At the commencement of the trial the parties stipulated that if a verdict should be rendered against Walton Ave., the judge should determine as a matter of law whether Walton Ave. was entitled to judgment on its claim over against defendants Schlaier. After the jury had rendered its verdict the court granted judgment to Walton Ave. on its cross-complaint against defendants Schlaier. In this we think the trial court erred. By its verdict the jury found that each.of the three appellants was negligent and that each was a joint tort feasor. In its cross-complaint against appellants Schlaier, Walton Ave. alleges that the accident was “ primarily brought about and caused wholly and solely by the careless and negligent act and conduct ” of Schlaier. While Schlaier’s negligence in leaving the iron returns loose and unguarded on the fire escape of the building was a contributing factor to the accident, Walton Ave.’s negligence in failing to supply the necessary safeguards for pedestrians using the sidewalk and its omission to properly supervise the construction of the building were acts coincident with any negligence induced by Schlaier or by Gagliano. These two parties were in pari delicto and in the absence of a contract of indemnity there can be no liability over.
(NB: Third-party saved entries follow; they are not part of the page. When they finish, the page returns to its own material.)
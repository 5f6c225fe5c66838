//! reqwest-backed catalog providers

use crate::catalog::{SliceCache, VirtualPager};
use crate::config::AppConfig;
use crate::prelude::*;
use std::sync::Arc;

pub mod spotify;
pub mod tmdb;

#[cfg(test)]
pub(crate) mod testing;

pub use spotify::SpotifyProvider;
pub use tmdb::TmdbProvider;

/// Pagers for both catalogs, each with its own cache
#[derive(Debug)]
pub struct Catalogs {
    pub movies: Arc<VirtualPager<TmdbProvider>>,
    pub artists: Arc<VirtualPager<SpotifyProvider>>,
}

impl Catalogs {
    pub fn from_config(config: &AppConfig) -> CatalogResult<Self> {
        let client = reqwest::Client::builder()
            .user_agent(concat!("marquee/", env!("CARGO_PKG_VERSION")))
            .build()
            .map_err(|e| Error::Config(f!("Failed to build HTTP client: {e}")))?;

        let tmdb = TmdbProvider::new(client.clone(), &config.tmdb, config.cache);
        let spotify = SpotifyProvider::new(client, &config.spotify);

        Ok(Self {
            movies: Arc::new(VirtualPager::new(
                Arc::new(tmdb),
                Arc::new(SliceCache::new(config.cache)),
                config.tmdb.catalog(),
            )),
            artists: Arc::new(VirtualPager::new(
                Arc::new(spotify),
                Arc::new(SliceCache::new(config.cache)),
                config.spotify.catalog(),
            )),
        })
    }
}

/// Best-effort message out of an upstream error body.
///
/// Understands the Spotify API (`error.message`), the OAuth token endpoint
/// (`error_description` / `error`) and TMDB (`status_message`) shapes. Bodies
/// that are not JSON, or carry none of these, yield `fallback`.
pub fn error_message(body: &str, fallback: &str) -> String {
    let Ok(value) = serde_json::from_str::<serde_json::Value>(body) else {
        return fallback.to_string();
    };

    let candidates = [
        value.pointer("/error/message"),
        value.get("error_description"),
        value.get("status_message"),
        value.get("error"),
    ];

    let message = candidates
        .into_iter()
        .flatten()
        .find_map(|v| v.as_str())
        .map(str::to_string);
    message.unwrap_or_else(|| fallback.to_string())
}

/// Turn a non-success response into a message that names the status.
pub(crate) async fn describe_failure(response: reqwest::Response, fallback: &str) -> String {
    let status = response.status();
    let body = response.text().await.unwrap_or_default();
    f!("{} (HTTP {})", error_message(&body, fallback), status)
}
//! Virtual pager
//!
//! Serves arbitrary `(page, page_size)` windows and top-N listings on top of
//! a provider whose native batch size is unrelated to the caller's page size.

use super::aggregator::aggregate;
use super::collector::{collect, collect_from};
use super::{CacheStats, PartitionRef, SearchProvider, SliceCache, SliceFetcher};
use crate::prelude::*;
use marquee_core::entity::PageResult;
use marquee_core::paging::{hinted_target, window, PageRequest, DEFAULT_BUFFER_FACTOR};
use marquee_core::partition::{resolve_partitions, CatalogConfig, QuerySelector};
use marquee_core::rank::{dedup_by_id, rank};
use std::sync::Arc;

#[derive(Debug)]
pub struct VirtualPager<P: SearchProvider> {
    fetcher: SliceFetcher<P>,
    config: CatalogConfig,
}

impl<P: SearchProvider> VirtualPager<P> {
    pub fn new(provider: Arc<P>, cache: Arc<SliceCache<P::Entity>>, config: CatalogConfig) -> Self {
        Self {
            fetcher: SliceFetcher::new(provider, cache),
            config,
        }
    }

    pub fn config(&self) -> &CatalogConfig {
        &self.config
    }

    pub fn cache(&self) -> &SliceCache<P::Entity> {
        self.fetcher.cache()
    }

    /// Forget every cached slice and total, including the provider's own
    /// memoized pages.
    pub async fn clear_caches(&self) {
        self.cache().clear().await;
        self.fetcher.provider().clear_cache().await;
    }

    pub async fn provider_cache_stats(&self) -> Option<CacheStats> {
        self.fetcher.provider().cache_stats().await
    }

    fn max_batch(&self) -> usize {
        self.config.provider_max_batch
    }

    /// The `limit` best-ranked entities for the selected partitions.
    ///
    /// `fetch_hint` bounds a single-partition walk to that many native
    /// batches; the walk still ends once `limit` entities are in hand. With a
    /// hint, a zero `limit` returns the whole ranked window.
    pub async fn top_n(
        &self,
        limit: usize,
        market: Option<&str>,
        selector: &QuerySelector,
        fetch_hint: Option<usize>,
    ) -> CatalogResult<Vec<P::Entity>> {
        let market = self.config.market_or_default(market);
        let partitions = resolve_partitions(selector, &self.config);

        let merged = if partitions.is_aggregate() {
            aggregate(
                &self.fetcher,
                &market,
                &partitions.queries,
                self.max_batch(),
                limit,
                DEFAULT_BUFFER_FACTOR,
            )
            .await?
        } else {
            let target = match fetch_hint {
                Some(pages) => hinted_target(limit, pages, self.max_batch()),
                None => limit,
            };
            let partition = PartitionRef::new(&market, &partitions.queries[0]);
            collect(&self.fetcher, &partition, self.max_batch(), target).await?
        };

        let mut ranked = rank(merged);
        if limit > 0 {
            ranked.truncate(limit);
        }
        Ok(ranked)
    }

    /// One virtual page of the selected partitions.
    pub async fn page(
        &self,
        request: PageRequest,
        market: Option<&str>,
        selector: &QuerySelector,
    ) -> CatalogResult<PageResult<P::Entity>> {
        let market = self.config.market_or_default(market);
        let partitions = resolve_partitions(selector, &self.config);

        if partitions.is_aggregate() {
            self.aggregate_page(request, &market, &partitions.queries)
                .await
        } else {
            let partition = PartitionRef::new(&market, &partitions.queries[0]);
            self.partition_page(request, &partition).await
        }
    }

    async fn partition_page(
        &self,
        request: PageRequest,
        partition: &PartitionRef,
    ) -> CatalogResult<PageResult<P::Entity>> {
        let key = partition.key();
        let start = request.start_index();
        let known = self.cache().known_total(&key).await;

        if let Some(total) = known {
            if start >= total {
                log::debug!("page {} of {key} is past the known total {total}", request.page);
                return Ok(PageResult {
                    items: Vec::new(),
                    total_results: total,
                });
            }
        }

        let collected = collect_from(
            &self.fetcher,
            partition,
            self.max_batch(),
            start,
            request.page_size,
        )
        .await?;

        if let Some(total) = collected.total {
            self.cache().record_total(&key, total).await;
        }

        let mut items = dedup_by_id(collected.items);
        items.truncate(request.page_size);
        let total_results = collected
            .total
            .or(known)
            .unwrap_or(start + items.len());

        Ok(PageResult {
            items,
            total_results,
        })
    }

    async fn aggregate_page(
        &self,
        request: PageRequest,
        market: &str,
        queries: &[String],
    ) -> CatalogResult<PageResult<P::Entity>> {
        let required = request.end_index();
        let merged = aggregate(
            &self.fetcher,
            market,
            queries,
            self.max_batch(),
            required,
            DEFAULT_BUFFER_FACTOR,
        )
        .await?;

        let ranked = rank(merged);
        Ok(PageResult {
            items: window(&ranked, request.start_index(), request.page_size),
            // retrieved-so-far count, grows as deeper pages are requested
            total_results: ranked.len(),
        })
    }
}
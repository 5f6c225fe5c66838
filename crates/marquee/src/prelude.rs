pub use crate::error::{CatalogResult, Error};

pub use anstream::eprintln;
pub use anstream::println;
pub use color_eyre::eyre::{eyre, Result};
pub use std::format as f;
pub fn new_table() -> prettytable::Table {
    let mut table = prettytable::Table::new();

    let format = prettytable::format::FormatBuilder::new()
        .padding(1, 1)
        .build();

    table.set_format(format);

    table
}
No judgment over may be awarded in favor of one joint tort feasor against another where the negligent act of the party seeking such indemnity concurred in the -wrong which caused the . damage, (Oceanic S. N. Co. v. Co. T. E., 134 N. Y. 461; Scott v Curtis, 195 id 424, 428; Iroquois Gas Corp. v. International R. Co., 240 App. Div. 432, 433; Booth v. Carleton Co., Inc., 236 id. 296, 298; Eisenberg v. Kemp, Inc., 256 id. 698, 703.) Unless it is established that the party against whom the indemnity is sought was primarily liable and that the party seeking the indemnity was free from participation in any affirmative act of negligence, there may be no recovery over. (Scott v. Curtis, supra; Carroll v. City of Dunkirk, *573234 N. Y. 579; N. Y. Consolidated R. R. Co. v. Massachusetts B. & Ins. Co., 193 App. Div. 438; affd., 233 N. Y. 547; Dudar v. Milef Realty Corp., 258 id. 415; Interborough Rapid Transit Co. v. City of New York, 237 App. Div. 612; affd., 262 N. Y. 612. See, also, Employers’ Liability A. Corp. v. Post & McCord, 286 id. 254, 264, opinion by Rippey, J.)

The judgment should be modified by striking out the two paragraphs thereof which provide for judgment over in favor of the defendant Walton Ave. against the defendants Schlaier, and by providing in place thereof that the cross-complaint of the defendant Walton Ave. as against the defendants Schlaier be dismissed, with costs to the defendants Schlaier against the defendant Walton Ave., and as so modified affirmed, with costs of this appeal to the plaintiff against defendants and to the defendants Schlaier against the defendant Walton Ave.

Martin, P. J., Untermyer and Callahan, JJ., concur.

■ Judgment unanimously modified by striking out the two paragraphs thereof which provide for judgment over in favor of the defendant 167th Street and Walton Ave. Corporation against the defendants Gus Schlaier and Frank Schlaier, and by providing in place thereof that the cross-complaint of the defendant 167th Street and Walton Ave. Corporation as against the defendants Gus Schlaier and Frank Schlaier be dismissed, with costs to the defendants Gus Schlaier and Frank Schlaier against the defendant 167th Street and Walton Ave. Corporation, and as so modified affirmed, with costs of appeal to the plaintiff against defendants and to the defendants Gus Schlaier and Frank Schlaier against the defendant 167th- Street and Walton Ave. Corporation.